4. Look for European scholarships and grants
A typical way of studying in Europe without going broke as a non-EU/EEA student is to apply for scholarships and grants which can cover tuition fees and living costs.
Scholarships are merit-based, awarded to students who excel academically, have a certain talent (like being a musician or an artist), or are very good at sports. Grants are need-based; they are offered to students who cannot support themselves during their Bachelor’s studies.
Some European universities offer grants and scholarships that target students from specific countries outside the EU (usually developing nations), so be sure to check that on the university website. Maybe your country is among them.
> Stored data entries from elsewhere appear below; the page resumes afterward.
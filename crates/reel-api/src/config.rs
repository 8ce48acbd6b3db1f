//! API configuration.

use std::path::PathBuf;
use std::time::Duration;

/// API server configuration.
#[derive(Debug, Clone)]
pub struct ApiConfig {
    /// Server host
    pub host: String,
    /// Server port
    pub port: u16,
    /// CORS origins
    pub cors_origins: Vec<String>,
    /// Request timeout
    pub request_timeout: Duration,
    /// Max request body size
    pub max_body_size: usize,
    /// Environment (development/production)
    pub environment: String,
    /// Expose Prometheus metrics at /metrics
    pub metrics_enabled: bool,
    /// Effect catalog consumed by the parameter builder
    pub catalog_path: PathBuf,
}

impl Default for ApiConfig {
    fn default() -> Self {
        Self {
            host: "0.0.0.0".to_string(),
            port: 8000,
            cors_origins: vec!["*".to_string()],
            request_timeout: Duration::from_secs(30),
            max_body_size: 1024 * 1024, // 1MB
            environment: "development".to_string(),
            metrics_enabled: true,
            catalog_path: PathBuf::from("effects.json"),
        }
    }
}

impl ApiConfig {
    /// Create config from environment variables.
    pub fn from_env() -> Self {
        let defaults = Self::default();
        Self {
            host: std::env::var("API_HOST").unwrap_or(defaults.host),
            port: std::env::var("API_PORT")
                .ok()
                .and_then(|s| s.parse().ok())
                .unwrap_or(defaults.port),
            cors_origins: std::env::var("CORS_ORIGINS")
                .map(|s| s.split(',').map(|s| s.trim().to_string()).collect())
                .unwrap_or(defaults.cors_origins),
            request_timeout: std::env::var("REQUEST_TIMEOUT")
                .ok()
                .and_then(|s| s.parse().ok())
                .map(Duration::from_secs)
                .unwrap_or(defaults.request_timeout),
            max_body_size: std::env::var("MAX_BODY_SIZE")
                .ok()
                .and_then(|s| s.parse().ok())
                .unwrap_or(defaults.max_body_size),
            environment: std::env::var("ENVIRONMENT").unwrap_or(defaults.environment),
            metrics_enabled: std::env::var("METRICS_ENABLED")
                .map(|v| v == "true" || v == "1")
                .unwrap_or(defaults.metrics_enabled),
            catalog_path: std::env::var("EFFECT_CATALOG_PATH")
                .map(PathBuf::from)
                .unwrap_or(defaults.catalog_path),
        }
    }

    /// Check if running in production mode.
    pub fn is_production(&self) -> bool {
        self.environment.eq_ignore_ascii_case("production")
    }

    pub fn bind_address(&self) -> String {
        format!("{}:{}", self.host, self.port)
    }
}
//! Axum HTTP API server.
//!
//! This crate provides:
//! - Job submission, polling, cancellation and artifact download
//! - Request id, logging and security header middleware
//! - Prometheus metrics
//! - The expiry sweeper background service

pub mod config;
pub mod error;
pub mod handlers;
pub mod metrics;
pub mod middleware;
pub mod routes;
pub mod services;
pub mod state;

pub use config::ApiConfig;
pub use error::{ApiError, ApiResult};
pub use routes::create_router;
pub use services::{ExpirySweeper, SweepSummary, SweeperConfig};
pub use state::AppState;
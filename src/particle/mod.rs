// particle/mod.rs
// Re-exports for the particle module

mod types;
mod movement;

pub use types::*;
pub use movement::*;
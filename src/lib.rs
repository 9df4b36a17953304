pub mod app;
pub mod config;
pub mod diagnostics;
pub mod electric;
pub mod error;
pub mod init_config;
pub mod particle;
pub mod profiler;
pub mod simulation;
pub mod sync;
pub mod units;
pub mod world;

pub use error::SimError;

#[cfg(feature = "profiling")]
use once_cell::sync::Lazy;
#[cfg(feature = "profiling")]
use parking_lot::Mutex;

#[cfg(feature = "profiling")]
pub static PROFILER: Lazy<Mutex<profiler::Profiler>> =
    Lazy::new(|| Mutex::new(profiler::Profiler::new()));
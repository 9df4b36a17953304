// simulation/clock.rs
// Time sources for the worker loop

use std::sync::atomic::{AtomicU64, Ordering};
use std::time::Instant;

/// Monotonic time in seconds. Only differences between readings matter.
pub trait Clock: Send + Sync {
    fn now(&self) -> f64;
}

/// Wall-clock time since the clock was created.
#[derive(Clone, Copy, Debug)]
pub struct SystemClock {
    origin: Instant,
}

impl SystemClock {
    pub fn new() -> Self {
        Self { origin: Instant::now() }
    }
}

impl Default for SystemClock {
    fn default() -> Self {
        Self::new()
    }
}

impl Clock for SystemClock {
    fn now(&self) -> f64 {
        self.origin.elapsed().as_secs_f64()
    }
}

/// Time that only moves when told to. Shared between threads.
#[derive(Debug, Default)]
pub struct ManualClock {
    bits: AtomicU64,
}

impl ManualClock {
    pub fn new(start: f64) -> Self {
        Self { bits: AtomicU64::new(start.to_bits()) }
    }

    pub fn set(&self, time: f64) {
        self.bits.store(time.to_bits(), Ordering::Release);
    }

    /// Move time forward by `dt` seconds. Returns the new reading.
    pub fn advance(&self, dt: f64) -> f64 {
        let mut current = self.bits.load(Ordering::Acquire);
        loop {
            let next = (f64::from_bits(current) + dt).to_bits();
            match self
                .bits
                .compare_exchange_weak(current, next, Ordering::AcqRel, Ordering::Acquire)
            {
                Ok(_) => return f64::from_bits(next),
                Err(actual) => current = actual,
            }
        }
    }
}

impl Clock for ManualClock {
    fn now(&self) -> f64 {
        f64::from_bits(self.bits.load(Ordering::Acquire))
    }
}
// simulation/mod.rs
// Re-exports and module declarations for simulation submodules

pub mod clock;
pub mod forces;
pub mod integrator;
pub mod placement;
pub mod simulation;
pub use simulation::*;

#[cfg(test)]
mod tests;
The university website is often the best place to look for scholarships or grants. If you cannot find information there, contact one of their representatives or try to find the official website for international studies in that country. Here are a few examples:
- Scholarships in Austria
- Scholarships in Denmark
- Scholarships in Germany
- Scholarships in the Netherlands
- Scholarships in the UK
5. Find countries with low living costs
Another way to make your Bachelor’s studies affordable is to look for countries that have both reasonable tuition fees and living costs. Some options that you should definitely check out are:
- Austria – for students, the average cost of living is about 1,000 EUR/month
- Greece – living expenses in Greece are between 500 and 700 EUR/month
- Spain – living here is very affordable, costing you between 650 and 1,000 EUR/month
- Poland – living costs are between 400 and 700 EUR/month
There you go. Now you know the basic steps that will help you study abroad in Europe without paying an arm and a leg. It might take a bit of research until you find the ideal programme, but it will be worth it.
Studying abroad can be a wonderful experience, which will help you mature and find new friends and opportunities. Who knows, maybe you’ll even end up settling down in a European country after you fall in love with the local lifestyle.